En Chine, l'ère de la suprématie de Volkswagen sur le marché touche à sa fin
Si quelqu'un avait osé prédire que Volkswagen, ce titan de l'auto allemand, allait se faire éclipser par des marques chinoises, il aurait probablement été traité de fou furieux, perdu dans la brume d'une bière trop forte. Mais voilà, la réalité a frappé comme un éléphant dans un magasin de porcelaine. En 2025, le groupe, qui se pavanait sur la première marche du podium, a fait une chute vertigineuse jusqu'à la troisième place. Imaginez un peu ! Le choc, comparable à celui d'un conducteur vis-à-vis d'un tableau de bord qui ne répond pas, est brutal.
Une suprématie en fin de course
Il y a une décennie, Volkswagen régnait en maître sur le marché chinois, propulsée par des véhicules qui étaient la quintessence de l’ingénierie allemande. Que ce soit la Santana, devenue presque une légende locale, ou d'autres modèles conçus pour séduire un peuple avide de mobilité. Mais aujourd'hui, la même marque est bousculée par des rivaux chinois qui ne manquent ni d'audace ni d'innovation. En effet, on voit Geely, ce petit poucet des constructeurs, passer de 7,7% à 11% de parts de marché en un clin d'œil. Quelque chose d'un peu choquant, n'est-ce pas ?
Pourquoi ce désamour ?
Pour comprendre cette débâcle, il suffit de regarder les désirs des consommateurs chinois d'aujourd'hui. Oubliez les voitures en métal poli et bien alignées ; ces jeunes veulent des smartphones sur roues, capables de les divertir avec des capacités technologiques que les manufacturiers européens peinent à égaler.
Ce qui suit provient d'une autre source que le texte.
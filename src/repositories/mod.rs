pub mod material_repository;
pub mod quiz_attempt_repository;
pub mod quiz_repository;
pub mod user_repository;

pub use material_repository::{MaterialRepository, MongoMaterialRepository};
pub use quiz_attempt_repository::{MongoQuizAttemptRepository, QuizAttemptRepository};
pub use quiz_repository::{MongoQuizRepository, QuizRepository};
pub use user_repository::{MongoUserRepository, UserRepository};
use serde::{Deserialize, Serialize};

/// A single quiz question. Questions are embedded in their quiz document
/// and never change once the quiz has been created.
#[derive(Clone, Debug, PartialEq, Eq, Deserialize, Serialize)]
pub struct Question {
    #[serde(rename = "type")]
    pub question_type: QuestionType,
    pub question: String,
    #[serde(default, skip_serializing_if = "Option::is_none")]
    pub options: Option<Vec<String>>,
    pub correct_answer: AnswerValue,
    pub explanation: String,
}

#[derive(Clone, Copy, Debug, PartialEq, Eq, Deserialize, Serialize)]
#[serde(rename_all = "snake_case")]
pub enum QuestionType {
    MultipleChoice,
    TrueFalse,
    ShortAnswer,
}

/// An answer value as submitted by a client or stored on a question.
/// Multiple-choice and short-answer questions carry text, true/false
/// questions carry a boolean. The untagged representation keeps the
/// wire format identical to the raw JSON the frontend sends.
#[derive(Clone, Debug, PartialEq, Eq, Deserialize, Serialize)]
#[serde(untagged)]
pub enum AnswerValue {
    Bool(bool),
    Text(String),
}

impl AnswerValue {
    pub fn as_bool(&self) -> Option<bool> {
        match self {
            AnswerValue::Bool(b) => Some(*b),
            AnswerValue::Text(_) => None,
        }
    }

    pub fn as_text(&self) -> Option<&str> {
        match self {
            AnswerValue::Bool(_) => None,
            AnswerValue::Text(s) => Some(s.as_str()),
        }
    }
}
Le secrétaire général de la China Passenger Car Association l'a bien dit : les marques étrangères ont raté le coche de la transition rapide vers l'électrique. Le cœur de la bataille se joue désormais sur des véhicules à moins de 150 000 yuans, où les prix battent tous les records. Pour ces prix-là, les constructeurs locaux balancent des innovations que même les Allemands n’osent rêver.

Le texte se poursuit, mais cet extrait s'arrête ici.